Abstract

Aims: Pre-loading, the consumption of off-sale alcohol within private settings before socialising in licenced premises, is common among young people. The research explored young people’s accounts of pre-loading within their experience of wider peer group drinking occasions in the UK.Methods: Fourteen semi-structured focus group interviews were conducted with peer groups of young people (N = 70, 16–21 years) and analysed using thematic analysis.Results: Pre-loading with friends prior to a ‘night out’ drinking in public spaces was a common sequential practice within their collective drinking experiences. Although traditionally conceptualised within policy, academic and media discourse as drinking in the domestic sphere before entering licenced premises, young people also considered drinking within the home prior to attending private parties (e.g. house parties) as pre-loading.

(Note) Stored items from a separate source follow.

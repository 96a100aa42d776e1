//! Domain types and models

pub mod attendee;
pub mod event;
pub mod filter;
pub mod import;
pub mod user;
pub mod window;

pub use attendee::{Commitment, EventAttendee};
pub use event::{Event, EventId, NewEvent};
pub use filter::EventFilter;
pub use import::ImportResult;
pub use user::{NewUser, User, UserId};
pub use window::TimeWindow;
//! Error conversions at the infrastructure boundary

mod conversions;

pub use conversions::InfraError;
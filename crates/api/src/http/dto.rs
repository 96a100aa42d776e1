//! Request and response shapes for the HTTP API.

use eventdesk_infra::{HealthStatus, PoolMetricsSnapshot};
use serde::{Deserialize, Serialize};

/// Query string of `POST /api/events/create-event`.
///
/// Timestamps stay raw here so an unparsable value can be reported with
/// the offending text.
#[derive(Debug, Clone, Default, Deserialize)]
#[serde(rename_all = "camelCase")]
pub struct CreateEventQuery {
    /// Required; blank counts as missing.
    pub event_name: Option<String>,
    /// Defaults to now.
    pub start_date_time: Option<String>,
    /// Defaults to now plus one day.
    pub end_date_time: Option<String>,
}

/// Query string of `GET /api/events`.
#[derive(Debug, Clone, Default, Deserialize)]
pub struct ListEventsQuery {
    /// `upcoming` (default), `past` or `all`.
    pub filter: Option<String>,
}

/// Body of `POST /api/events/import-attendees`.
#[derive(Debug, Clone, Deserialize)]
#[serde(rename_all = "camelCase")]
pub struct ImportAttendeesRequest {
    /// Target event.
    pub event_id: i64,
    /// Candidate user ids; duplicates collapse.
    #[serde(default)]
    pub attendee_ids: Vec<i64>,
}

/// Query string of `POST /api/users`.
#[derive(Debug, Clone, Default, Deserialize)]
#[serde(rename_all = "camelCase")]
pub struct CreateUserQuery {
    /// Required; blank counts as missing.
    pub user_name: Option<String>,
}

/// Health check response.
#[derive(Debug, Clone, Serialize, Deserialize)]
pub struct HealthResponse {
    /// `ok` or `degraded`.
    pub status: String,
    /// `connected`, or `error: <reason>`.
    pub database: String,
    /// Pool occupancy and checkout counters; absent when degraded.
    #[serde(default, skip_serializing_if = "Option::is_none")]
    pub pool: Option<PoolResponse>,
}

/// Connection pool section of [`HealthResponse`].
#[derive(Debug, Clone, PartialEq, Eq, Serialize, Deserialize)]
#[serde(rename_all = "camelCase")]
pub struct PoolResponse {
    /// Connections currently open.
    pub open_connections: usize,
    /// Open connections not checked out.
    pub idle_connections: usize,
    /// Pool size limit.
    pub max_connections: usize,
    /// Successful checkouts since startup.
    pub connections_acquired: u64,
    /// Checkouts that timed out.
    pub connection_timeouts: u64,
    /// Checkouts that failed otherwise.
    pub connection_errors: u64,
    /// Mean checkout wait in milliseconds.
    pub avg_acquire_ms: u64,
}

impl PoolResponse {
    /// Combine a health check result with the pool's running counters.
    pub fn new(status: &HealthStatus, metrics: PoolMetricsSnapshot) -> Self {
        Self {
            open_connections: status.active_connections,
            idle_connections: status.idle_connections,
            max_connections: status.max_connections,
            connections_acquired: metrics.connections_acquired,
            connection_timeouts: metrics.connection_timeouts,
            connection_errors: metrics.connection_errors,
            avg_acquire_ms: metrics.avg_acquire_ms,
        }
    }
}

Price was represented as a key, yet not sole, motivating factor and pre-drinking alcohol held importance in reaching a desired state of intoxication that enhanced shared fun and pleasure among both young men and women. However, the social (e.g. chatting with friends, taking photographs) and preparatory activities (e.g. ‘getting ready’) at play during pre-loading appeared to hold more importance to young women, in promoting group bonding and in the creation and management of heterosexual feminine identities both on- and off-line.Conclusions: Although price is important, there is a wider social and cultural significance of pre-loading as a gendered phenomenon. Young people apply a wider definition of pre-loading that incorporated the consumption of off-sale alcohol prior to parties within private settings.